Fern Creek High School is a communications, JROTC, media and the arts magnet school in Louisville, Kentucky, United States. It is part of Jefferson County Public Schools. Founded in 1923, it was the first high school in the Jefferson County (Kentucky) School System. It has an enrollment of approximately 1,900 students.

History
On 30th September 2014, at least one shot was fired at the school. One student with non-life-threatening injuries was transported to a local hospital. The high school and a nearby elementary school were placed on lock-down while authorities searched for the gunman. A suspect described as a student was apprehended nearby about three hours after the shooting.

Academics

FCTHS provides an academic program with a variety of majors to meet students' diverse career and college interests.  Students select one of four Schools of Study that best suits their academic or career goals:

 School of Communication and Media
 School of Visual and Performing Arts
 School of Analytical and Applied Sciences
 School of Leadership and Social Science
 United States Marine Corps JROTC (MCJROTC)
 Ivy Plus Academy

Within each School of Study, students choose to participate in one of the following tracks: the comprehensive, honors, or advanced program. Each program is geared toward students' success after graduating from FCTHS.

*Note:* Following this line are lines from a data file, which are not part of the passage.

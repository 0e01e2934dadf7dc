//! Connection & rate governor for Baton.
//!
//! Every outbound call to a shared endpoint (external agents, tool servers)
//! goes through a [`ConnectionGovernor`], which enforces:
//!
//! - a per-endpoint concurrency limit,
//! - a bounded wait queue admitted in strict arrival order,
//! - a token-bucket request rate,
//! - an exponentially weighted health score per endpoint.
//!
//! The [`AgentHealthBoard`] keeps the same kind of score per worker agent.

/// Token bucket used for request rate limits.
mod bucket;
/// Endpoint configuration.
pub mod config;
/// Admission control and per-endpoint statistics.
pub mod governor;
/// Health scoring.
pub mod health;
/// Tool endpoint clients.
pub mod tool;

pub use config::EndpointConfig;
pub use governor::{ConnectionGovernor, EndpointPermit, EndpointStats};
pub use health::{AgentHealth, AgentHealthBoard};
pub use tool::{status_error, HttpToolEndpoint, ToolEndpoint, ToolRequest};
//! Zombie reaper.
//!
//! `pending` and `accepted` tasks that outlive their deadline are
//! force-failed with reason `expired`. An `in_progress` task is judged only
//! against the in-progress ceiling, measured from when it started, so a
//! task that begins shortly before its TTL runs out still gets to finish.
//! The same loop archives old terminal tasks and prunes stale sessions.

use baton_core::{BatonResult, FailureReason, Task, TaskError, TaskState};
use baton_ledger::{SessionStore, TaskFilter, TaskLedger};
use chrono::{DateTime, Utc};
use parking_lot::Mutex;
use serde::{Deserialize, Serialize};
use std::collections::BTreeMap;
use std::sync::atomic::{AtomicU64, Ordering};
use std::sync::Arc;
use std::time::{Duration, Instant};
use tokio_util::sync::CancellationToken;
use tracing::{debug, info, warn};

/// Reaper tuning (`[reaper]`).
#[derive(Debug, Clone, PartialEq, Eq, Serialize, Deserialize)]
pub struct ReaperConfig {
    /// Seconds between sweeps.
    #[serde(default = "default_interval_secs")]
    pub interval_secs: u64,
    /// Longest a task may stay `in_progress`, measured from when it entered
    /// that state.
    #[serde(default = "default_in_progress_ceiling_secs")]
    pub in_progress_ceiling_secs: u64,
    /// Terminal tasks older than this move to the archive.
    #[serde(default = "default_task_retention_secs")]
    pub task_retention_secs: u64,
    /// Sessions idle longer than this are pruned.
    #[serde(default = "default_session_retention_secs")]
    pub session_retention_secs: u64,
}

fn default_interval_secs() -> u64 {
    1200
}
fn default_in_progress_ceiling_secs() -> u64 {
    3600
}
fn default_task_retention_secs() -> u64 {
    86_400
}
fn default_session_retention_secs() -> u64 {
    7 * 86_400
}

impl Default for ReaperConfig {
    fn default() -> Self {
        Self {
            interval_secs: default_interval_secs(),
            in_progress_ceiling_secs: default_in_progress_ceiling_secs(),
            task_retention_secs: default_task_retention_secs(),
            session_retention_secs: default_session_retention_secs(),
        }
    }
}

fn seconds(secs: u64) -> chrono::Duration {
    chrono::Duration::seconds(i64::try_from(secs).unwrap_or(i64::MAX / 1000))
}

/// Outcome of one expiry sweep.
#[derive(Debug, Clone, Default, PartialEq, Eq, Serialize)]
pub struct SweepStats {
    /// When the sweep started.
    pub started_at: Option<DateTime<Utc>>,
    /// Tasks expired, keyed by the state they were stuck in.
    pub expired: BTreeMap<String, usize>,
    /// Candidates that changed state before they could be expired.
    pub skipped: usize,
    /// Sweep duration.
    pub duration_ms: u64,
}

impl SweepStats {
    /// Total tasks expired.
    pub fn total_expired(&self) -> usize {
        self.expired.values().sum()
    }
}

/// Outcome of one retention pass.
#[derive(Debug, Clone, Copy, Default, PartialEq, Eq, Serialize)]
pub struct RetentionStats {
    /// Terminal tasks moved to the archive.
    pub archived: usize,
    /// Sessions removed.
    pub sessions_pruned: usize,
}

/// Lifetime counters of the reaper.
#[derive(Debug, Clone, Default, PartialEq, Eq, Serialize)]
pub struct ReaperMetricsSnapshot {
    /// Sweeps run.
    pub sweeps: u64,
    /// Tasks expired.
    pub expired: u64,
    /// Candidates skipped.
    pub skipped: u64,
    /// Tasks archived.
    pub archived: u64,
    /// Sessions pruned.
    pub sessions_pruned: u64,
    /// The most recent sweep.
    pub last_sweep: Option<SweepStats>,
}

/// Periodic expiry of stuck tasks.
pub struct ZombieReaper {
    ledger: Arc<TaskLedger>,
    sessions: Arc<dyn SessionStore>,
    config: ReaperConfig,
    sweeps: AtomicU64,
    expired: AtomicU64,
    skipped: AtomicU64,
    archived: AtomicU64,
    sessions_pruned: AtomicU64,
    last_sweep: Mutex<Option<SweepStats>>,
}

impl ZombieReaper {
    /// Creates a reaper over `ledger` and `sessions`.
    pub fn new(ledger: Arc<TaskLedger>, sessions: Arc<dyn SessionStore>, config: ReaperConfig) -> Self {
        Self {
            ledger,
            sessions,
            config,
            sweeps: AtomicU64::new(0),
            expired: AtomicU64::new(0),
            skipped: AtomicU64::new(0),
            archived: AtomicU64::new(0),
            sessions_pruned: AtomicU64::new(0),
            last_sweep: Mutex::new(None),
        }
    }

    /// Configuration.
    pub fn config(&self) -> &ReaperConfig {
        &self.config
    }

    fn expiry_cause(&self, task: &Task, now: DateTime<Utc>) -> Option<&'static str> {
        match task.state {
            TaskState::Pending | TaskState::Accepted if task.is_past_deadline(now) => {
                Some("deadline")
            }
            TaskState::InProgress
                if now - task.updated_at > seconds(self.config.in_progress_ceiling_secs) =>
            {
                Some("in_progress_ceiling")
            }
            _ => None,
        }
    }

    /// Expires `pending`/`accepted` tasks past their deadline and
    /// `in_progress` tasks past the in-progress ceiling.
    ///
    /// Running it twice in a row expires nothing the second time.
    pub fn sweep(&self) -> SweepStats {
        let clock = Instant::now();
        let now = Utc::now();
        let mut stats = SweepStats {
            started_at: Some(now),
            ..SweepStats::default()
        };

        let candidates = self.ledger.query(&TaskFilter::in_states([
            TaskState::Pending,
            TaskState::Accepted,
            TaskState::InProgress,
        ]));
        for task in candidates {
            let Some(cause) = self.expiry_cause(&task, now) else {
                continue;
            };
            let error = TaskError::new(
                FailureReason::Expired,
                format!("task expired while {} ({cause})", task.state),
            )
            .with_details(serde_json::json!({
                "prior_state": task.state,
                "cause": cause,
                "deadline": task.deadline,
                "age_secs": task.age(now).num_seconds(),
            }));
            match self.ledger.force_fail(task.id, task.state, error) {
                Ok(_) => {
                    warn!(
                        task_id = %task.id,
                        prior_state = %task.state,
                        to_agent = %task.to_agent,
                        cause,
                        "Reaper: task expired"
                    );
                    *stats.expired.entry(task.state.as_str().to_string()).or_default() += 1;
                }
                Err(e) => {
                    debug!(task_id = %task.id, error = %e, "Reaper: task moved on, skipped");
                    stats.skipped += 1;
                }
            }
        }

        stats.duration_ms = clock.elapsed().as_millis() as u64;
        self.sweeps.fetch_add(1, Ordering::Relaxed);
        self.expired
            .fetch_add(stats.total_expired() as u64, Ordering::Relaxed);
        self.skipped.fetch_add(stats.skipped as u64, Ordering::Relaxed);
        info!(
            expired = stats.total_expired(),
            skipped = stats.skipped,
            duration_ms = stats.duration_ms,
            "Reaper: sweep complete"
        );
        *self.last_sweep.lock() = Some(stats.clone());
        stats
    }

    /// Archives old terminal tasks and prunes idle sessions.
    pub async fn sweep_retention(&self) -> BatonResult<RetentionStats> {
        let archived = self
            .ledger
            .archive_terminal(seconds(self.config.task_retention_secs));
        let cutoff = Utc::now() - seconds(self.config.session_retention_secs);
        let sessions_pruned = self.sessions.prune(cutoff).await?;

        self.archived.fetch_add(archived as u64, Ordering::Relaxed);
        self.sessions_pruned
            .fetch_add(sessions_pruned as u64, Ordering::Relaxed);
        if archived > 0 || sessions_pruned > 0 {
            info!(archived, sessions_pruned, "Reaper: retention applied");
        }
        Ok(RetentionStats {
            archived,
            sessions_pruned,
        })
    }

    /// The most recent sweep.
    pub fn last_sweep(&self) -> Option<SweepStats> {
        self.last_sweep.lock().clone()
    }

    /// Lifetime counters.
    pub fn metrics(&self) -> ReaperMetricsSnapshot {
        ReaperMetricsSnapshot {
            sweeps: self.sweeps.load(Ordering::Relaxed),
            expired: self.expired.load(Ordering::Relaxed),
            skipped: self.skipped.load(Ordering::Relaxed),
            archived: self.archived.load(Ordering::Relaxed),
            sessions_pruned: self.sessions_pruned.load(Ordering::Relaxed),
            last_sweep: self.last_sweep(),
        }
    }

    /// Sweeps every `interval_secs` until `cancel` fires. The first sweep
    /// runs immediately.
    pub async fn run(self: Arc<Self>, cancel: CancellationToken) {
        info!(interval_secs = self.config.interval_secs, "Reaper: loop started");
        let mut interval =
            tokio::time::interval(Duration::from_secs(self.config.interval_secs.max(1)));
        interval.set_missed_tick_behavior(tokio::time::MissedTickBehavior::Delay);
        loop {
            tokio::select! {
                _ = cancel.cancelled() => break,
                _ = interval.tick() => {
                    self.sweep();
                    if let Err(e) = self.sweep_retention().await {
                        warn!(error = %e, "Reaper: retention pass failed");
                    }
                }
            }
        }
        info!("Reaper: loop stopped");
    }
}
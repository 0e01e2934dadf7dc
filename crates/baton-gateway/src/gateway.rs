use crate::client::ExternalAgentClient;
use crate::metrics::{GatewayMetrics, GatewayMetricsSnapshot};
use crate::schema::{
    ExternalState, ExternalStatus, ExternalTaskRequest, ExternalTaskResult, InternalEnvelope,
    InternalOutcome,
};
use crate::translate;
use baton_core::{
    ArtifactRef, BatonError, BatonResult, FailureReason, ProtocolBinding, RetryPolicy,
    SessionVersion, Task, TaskError, TaskState, TranslationDirection, TranslationRecord,
};
use baton_governor::ConnectionGovernor;
use baton_ledger::{SessionStore, TaskLedger, TransitionPayload};
use chrono::Utc;
use parking_lot::RwLock;
use serde::{Deserialize, Serialize};
use std::collections::HashMap;
use std::future::Future;
use std::sync::Arc;
use std::time::{Duration, Instant};
use tokio_util::sync::CancellationToken;
use tracing::{debug, info, warn};
use uuid::Uuid;

const SESSION_APPEND_ATTEMPTS: usize = 3;

/// Gateway tuning.
#[derive(Debug, Clone, PartialEq, Serialize, Deserialize)]
pub struct GatewayConfig {
    /// Delay between status polls of an external task.
    #[serde(default = "default_poll_interval_ms")]
    pub poll_interval_ms: u64,
    /// Timeout of a single remote call.
    #[serde(default = "default_request_timeout_ms")]
    pub request_timeout_ms: u64,
    /// Retry policy for remote calls.
    #[serde(default)]
    pub retry: RetryPolicy,
}

fn default_poll_interval_ms() -> u64 {
    500
}
fn default_request_timeout_ms() -> u64 {
    10_000
}

impl Default for GatewayConfig {
    fn default() -> Self {
        Self {
            poll_interval_ms: default_poll_interval_ms(),
            request_timeout_ms: default_request_timeout_ms(),
            retry: RetryPolicy::default(),
        }
    }
}

/// What came back from the external side of a dispatch.
#[derive(Debug, Clone, PartialEq)]
pub enum GatewayOutcome {
    /// The external agent finished. The task is left `in_progress` for audit.
    Produced {
        /// Result payload.
        result: Option<serde_json::Value>,
        /// Artifact references, hashes preserved.
        artifacts: Vec<ArtifactRef>,
    },
    /// The external agent failed or rejected the task. Already applied to
    /// the ledger.
    Failed(TaskError),
    /// The external agent cancelled the task. Already applied to the ledger.
    Cancelled,
}

#[derive(Clone)]
struct RemoteAgent {
    client: Arc<dyn ExternalAgentClient>,
    endpoint: Option<String>,
}

/// Bridges internal dispatch and the external agent protocol.
///
/// Every handoff writes a new session version and exactly one translation
/// record per task and direction. The gateway moves tasks through
/// `accepted` and `in_progress` and applies failures reported by the far
/// side, but never completes a task.
pub struct ProtocolGateway {
    ledger: Arc<TaskLedger>,
    sessions: Arc<dyn SessionStore>,
    governor: Arc<ConnectionGovernor>,
    agents: RwLock<HashMap<String, RemoteAgent>>,
    inbound: tokio::sync::Mutex<HashMap<String, Uuid>>,
    config: GatewayConfig,
    metrics: GatewayMetrics,
}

Comprehensive Traditional Program
The Comprehensive Traditional Program is a high-standards curriculum that follows Kentucky Core Content. All students have the opportunity to gain skills to prepare them college or other opportunities after high school.

Honors Program
The Honors Program incorporates a more challenging college-preparation sequence with extensive reading and writing activities. Students must maintain a 2.75 grade point average (GPA) on a 4.0 scale to remain in the program.

Advanced Program
For gifted and highly motivated students, Fern Creek offers an Advanced Program curriculum that provides even more stimulating coursework. Students may choose advance studies in a single class or in multiple classes. This accelerated pre-college curriculum focuses on English, mathematics, science, social studies, and humanities. To participate, students must pass the Advance Program screening test, have a teacher/counselor/parent recommendation, and maintain at least a B average in designated classes. Seniors who complete the pre-college advance program requirements receive an advance-level seal on their diploma upon graduation.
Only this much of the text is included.